● **WHAT THIS TASK INVOLVES**:
Each line below from the one containing "const DEFAULT_HOST: &str" through the one containing "#[derive(Debug, Clone, Copy, PartialEq, Eq)]" should be output exactly as it stands, and no other line should appear.

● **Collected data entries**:
++++++++++++++++++++

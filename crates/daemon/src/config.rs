//! Service configuration from `PDF2HTML_*` environment variables

use pdf2html_core::application::constants::{
    DEFAULT_CONVERSION_TIMEOUT, DEFAULT_RETENTION, DEFAULT_SWEEP_INTERVAL,
};
use pdf2html_core::{AppError, Result};
use std::path::PathBuf;
use std::str::FromStr;
use std::time::Duration;

const DEFAULT_HOST: &str = "0.0.0.0";
const DEFAULT_PORT: u16 = 5000;
const DEFAULT_CONVERTER_BIN: &str = "pdf2htmlEX";
const DEFAULT_ZOOM: &str = "1.3";
const DEFAULT_MAX_UPLOAD_BYTES: usize = 100 * 1024 * 1024;
const WORK_DIR_NAME: &str = "pdf2html";

/// Log output style
#[derive(Debug, Clone, Copy, PartialEq, Eq)]
pub enum LogFormat {
    Pretty,
    Json,
}

#[derive(Debug, Clone)]
pub struct ServiceConfig {
    pub host: String,
    pub port: u16,
    pub work_dir: PathBuf,
    pub converter_bin: PathBuf,
    pub zoom: String,
    pub timeout: Duration,
    pub retention: Duration,
    pub sweep_interval: Duration,
    pub max_upload_bytes: usize,
    pub log_format: LogFormat,
}

impl ServiceConfig {
    pub fn from_env() -> Result<Self> {
        Self::from_lookup(|key| std::env::var(key).ok())
    }

    /// Build from an arbitrary key lookup (tests pass a map)
    pub fn from_lookup<F>(lookup: F) -> Result<Self>
    where
        F: Fn(&str) -> Option<String>,
    {
        let get = |key: &str| lookup(key).filter(|v| !v.trim().is_empty());

        let work_dir = get("PDF2HTML_WORK_DIR")
            .map(|v| PathBuf::from(shellexpand::tilde(&v).into_owned()))
            .unwrap_or_else(|| std::env::temp_dir().join(WORK_DIR_NAME));

        let converter_bin = get("PDF2HTML_CONVERTER_BIN")
            .map(|v| PathBuf::from(shellexpand::tilde(&v).into_owned()))
            .unwrap_or_else(|| PathBuf::from(DEFAULT_CONVERTER_BIN));

        let zoom = get("PDF2HTML_ZOOM").unwrap_or_else(|| DEFAULT_ZOOM.to_string());
        match zoom.parse::<f64>() {
            Ok(z) if z > 0.0 && z.is_finite() => {}
            _ => {
                return Err(AppError::Config(format!(
                    "PDF2HTML_ZOOM must be a positive number, got '{}'",
                    zoom
                )))
            }
        }

        let log_format = match get("PDF2HTML_LOG_FORMAT").as_deref() {
            None | Some("pretty") => LogFormat::Pretty,
            Some("json") => LogFormat::Json,
            Some(other) => {
                return Err(AppError::Config(format!(
                    "PDF2HTML_LOG_FORMAT must be 'pretty' or 'json', got '{}'",
                    other
                )))
            }
        };

        Ok(Self {
            host: get("PDF2HTML_HOST").unwrap_or_else(|| DEFAULT_HOST.to_string()),
            port: parse(&get, "PDF2HTML_PORT", DEFAULT_PORT)?,
            work_dir,
            converter_bin,
            zoom,
            timeout: seconds(&get, "PDF2HTML_TIMEOUT_SECS", DEFAULT_CONVERSION_TIMEOUT)?,
            retention: seconds(&get, "PDF2HTML_RETENTION_SECS", DEFAULT_RETENTION)?,
            sweep_interval: seconds(&get, "PDF2HTML_SWEEP_INTERVAL_SECS", DEFAULT_SWEEP_INTERVAL)?,
            max_upload_bytes: parse(&get, "PDF2HTML_MAX_UPLOAD_BYTES", DEFAULT_MAX_UPLOAD_BYTES)?,
            log_format,
        })
    }
}

fn parse<T, G>(get: &G, key: &str, default: T) -> Result<T>
where
    T: FromStr,
    G: Fn(&str) -> Option<String>,
{
    match get(key) {
        None => Ok(default),
        Some(raw) => raw
            .trim()
            .parse()
            .map_err(|_| AppError::Config(format!("{} is not a valid number: '{}'", key, raw))),
    }
}

// Zero would mean "no deadline" or a busy sweep loop
fn seconds<G>(get: &G, key: &str, default: Duration) -> Result<Duration>
where
    G: Fn(&str) -> Option<String>,
{
    let secs: u64 = parse(get, key, default.as_secs())?;
    if secs == 0 {
        return Err(AppError::Config(format!("{} must be greater than zero", key)));
    }
    Ok(Duration::from_secs(secs))
}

++++++++++++++++++++

● **TASK OUTPUT**:
const DEFAULT_HOST: &str = "0.0.0.0";
const DEFAULT_PORT: u16 = 5000;
const DEFAULT_CONVERTER_BIN: &str = "pdf2htmlEX";
const DEFAULT_ZOOM: &str = "1.3";
const DEFAULT_MAX_UPLOAD_BYTES: usize = 100 * 1024 * 1024;
const WORK_DIR_NAME: &str = "pdf2html";

/// Log output style
#[derive(Debug, Clone, Copy, PartialEq, Eq)]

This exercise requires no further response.